Lupin, a leading pharmaceutical company, has announced the launch of AjaDuo, a fixed-dose combination (FDC) of empagliflozin and linagliptin, at an affordable price. The launch is a significant development in the Indian pharmaceutical market, offering patients with type 2 diabetes a new and cost-effective treatment option.

AjaDuo is a combination therapy that combines the benefits of two medications: empagliflozin, an SGLT-2 inhibitor, and linagliptin, a DPP-4 inhibitor. This combination has been shown to improve glycemic control and reduce blood sugar levels. The fixed-dose combination is expected to offer benefits such as improved patient adherence, reduced pill burden, and enhanced convenience.

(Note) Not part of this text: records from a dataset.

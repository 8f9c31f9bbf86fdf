use jiff::Timestamp;
use jiff::civil::date;

use psychosuite_core::models::{Client, TestResult};
use psychosuite_store::db::Database;
use psychosuite_store::error::StoreError;

fn client(id: &str, name: &str) -> Client {
    Client {
        id: id.to_string(),
        full_name: name.to_string(),
        birth_date: date(1980, 5, 14),
        notes: String::new(),
    }
}

fn result(id: &str, client_id: &str, at: Timestamp) -> TestResult {
    TestResult {
        id: id.to_string(),
        client_id: client_id.to_string(),
        test_id: "hads".to_string(),
        administered_at: at,
        answers: vec![3, 2, 2, 1, 1],
        total: 9,
        interpretation: None,
    }
}

#[test]
fn clients_round_trip() {
    let dir = tempfile::tempdir().unwrap();
    let db = Database::open(dir.path()).unwrap();

    assert!(db.clients().is_empty());
    db.add_client(client("c1", "Alice Example")).unwrap();
    db.add_client(client("c2", "Bob Example")).unwrap();

    let clients = db.clients();
    assert_eq!(clients.len(), 2);
    assert_eq!(clients[0].full_name, "Alice Example");
    assert_eq!(db.client("c2").unwrap().full_name, "Bob Example");
    assert!(matches!(
        db.client("c3"),
        Err(StoreError::ClientNotFound(_))
    ));
}

#[test]
fn update_client_edits_in_place() {
    let dir = tempfile::tempdir().unwrap();
    let db = Database::open(dir.path()).unwrap();
    db.add_client(client("c1", "Alice Example")).unwrap();

    let mut edited = client("c1", "Alice Renamed");
    edited.notes = "prefers morning appointments".to_string();
    db.update_client(edited).unwrap();

    let stored = db.client("c1").unwrap();
    assert_eq!(stored.full_name, "Alice Renamed");
    assert_eq!(stored.notes, "prefers morning appointments");
    assert_eq!(db.clients().len(), 1);

    assert!(db.update_client(client("missing", "X")).is_err());
}

#[test]
fn client_results_are_filtered_and_newest_first() {
    let dir = tempfile::tempdir().unwrap();
    let db = Database::open(dir.path()).unwrap();
    let t0 = Timestamp::UNIX_EPOCH;
    let t1 = t0 + jiff::Span::new().hours(1);
    let t2 = t0 + jiff::Span::new().hours(2);

    db.add_result(result("r1", "c1", t0)).unwrap();
    db.add_result(result("r2", "c1", t2)).unwrap();
    db.add_result(result("r3", "c2", t1)).unwrap();

    let for_c1: Vec<String> = db
        .client_results("c1")
        .into_iter()
        .map(|r| r.id)
        .collect();
    assert_eq!(for_c1, vec!["r2", "r1"]);
}

#[test]
fn set_interpretation_overwrites() {
    let dir = tempfile::tempdir().unwrap();
    let db = Database::open(dir.path()).unwrap();
    db.add_result(result("r1", "c1", Timestamp::UNIX_EPOCH)).unwrap();

    db.set_interpretation("r1", "first narrative").unwrap();
    assert_eq!(
        db.result("r1").unwrap().interpretation.as_deref(),
        Some("first narrative")
    );

    db.set_interpretation("r1", "second narrative").unwrap();
    assert_eq!(
        db.result("r1").unwrap().interpretation.as_deref(),
        Some("second narrative")
    );

    assert!(matches!(
        db.set_interpretation("missing", "x"),
        Err(StoreError::ResultNotFound(_))
    ));
}

#[test]
fn corrupt_document_reads_as_empty() {
    let dir = tempfile::tempdir().unwrap();
    let db = Database::open(dir.path()).unwrap();
    db.add_client(client("c1", "Alice Example")).unwrap();

    std::fs::write(dir.path().join("clients.json"), b"{ not json").unwrap();
    assert!(db.clients().is_empty());

    // The store recovers on the next write.
    db.add_client(client("c2", "Bob Example")).unwrap();
    assert_eq!(db.clients().len(), 1);
}

#[test]
fn concurrent_interpretation_and_result_writes_all_land() {
    use std::sync::Arc;

    let dir = tempfile::tempdir().unwrap();
    let db = Arc::new(Database::open(dir.path()).unwrap());
    db.add_result(result("r0", "c1", Timestamp::UNIX_EPOCH)).unwrap();

    // A background augmenter rewrites r0's interpretation while the
    // foreground keeps adding results to the same document.
    let augmenter = {
        let db = Arc::clone(&db);
        std::thread::spawn(move || {
            for i in 0..200 {
                db.set_interpretation("r0", &format!("narrative {i}")).unwrap();
            }
        })
    };
    for i in 1..=200 {
        db.add_result(result(&format!("r{i}"), "c1", Timestamp::UNIX_EPOCH))
            .unwrap();
    }
    augmenter.join().unwrap();

    assert_eq!(db.results().len(), 201);
    assert_eq!(
        db.result("r0").unwrap().interpretation.as_deref(),
        Some("narrative 199")
    );
}

#[test]
fn legacy_camel_case_documents_are_readable() {
    let dir = tempfile::tempdir().unwrap();
    let db = Database::open(dir.path()).unwrap();

    std::fs::write(
        dir.path().join("clients.json"),
        r#"[{"id":"1700000000000","fullName":"Legacy Client","birthDate":"1975-03-02"}]"#,
    )
    .unwrap();
    std::fs::write(
        dir.path().join("results.json"),
        r#"[{"id":"1700000000001","clientId":"1700000000000","testId":"mmse",
            "date":"2024-01-02T10:30:00Z","answers":[1,1,1,0,0],"score":3}]"#,
    )
    .unwrap();

    let clients = db.clients();
    assert_eq!(clients.len(), 1);
    assert_eq!(clients[0].full_name, "Legacy Client");
    assert_eq!(clients[0].birth_date, date(1975, 3, 2));

    let result = db.result("1700000000001").unwrap();
    assert_eq!(result.client_id, "1700000000000");
    assert_eq!(result.total, 3);
    assert!(result.interpretation.is_none());
}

Lupin’s AjaDuo is priced competitively, making it an attractive option for patients with type 2 diabetes who require combination therapy. The company’s efforts to launch affordable medications are aimed at increasing access to quality healthcare, particularly in developing countries like India where healthcare infrastructure is often limited.

The launch of AjaDuo is a strategic move by Lupin to expand its presence in the diabetes market, which is one of the fastest-growing therapeutic segments globally. The company’s portfolio already includes several popular diabetes drugs, and the launch of AjaDuo is expected to further strengthen its position in this space.

The availability of AjaDuo at an affordable price is expected to benefit millions of patients with type 2 diabetes, who may not have access to branded treatments or may be forced to compromise on their treatment due to cost constraints. The launch is a significant step towards increasing access to quality healthcare for patients, especially in emerging markets.

Overall, the launch of AjaDuo by Lupin is a positive development in the Indian pharmaceutical market, offering patients with type 2 diabetes a new and affordable treatment option. The company’s initiatives to make high-quality medications accessible at affordable prices are likely to benefit millions of patients across the country.